§ **Directions**
When transcribing the entries, keep each one exactly as it is.

[Saved data entries]

Start of Block

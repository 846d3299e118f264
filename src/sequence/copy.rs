//! Sequence duplication.

/// Returns a new `Vec` holding the same elements as `source`, in the same order.
///
/// `source` is only borrowed, so it is observably unchanged. An empty input
/// yields an empty vector.
///
/// # Examples
///
/// ```rust
/// use seqkit::sequence::duplicate;
///
/// let original = vec![1, 4, -6, 3];
/// let copy = duplicate(&original);
///
/// assert_eq!(copy, original);
/// assert_eq!(copy.len(), 4);
/// ```
#[inline]
pub fn duplicate<T: Clone>(source: &[T]) -> Vec<T> {
    source.to_vec()
}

End of Block

§ **Result below**
repository 846d3299e118f264
filename src/sequence/copy.rs
//! Sequence duplication.

/// Returns a new `Vec` holding the same elements as `source`, in the same order.
///
/// `source` is only borrowed, so it is observably unchanged. An empty input
/// yields an empty vector.
///
/// # Examples
///
/// ```rust
/// use seqkit::sequence::duplicate;
///
/// let original = vec![1, 4, -6, 3];
/// let copy = duplicate(&original);
///
/// assert_eq!(copy, original);
/// assert_eq!(copy.len(), 4);
/// ```
#[inline]
pub fn duplicate<T: Clone>(source: &[T]) -> Vec<T> {
    source.to_vec()
}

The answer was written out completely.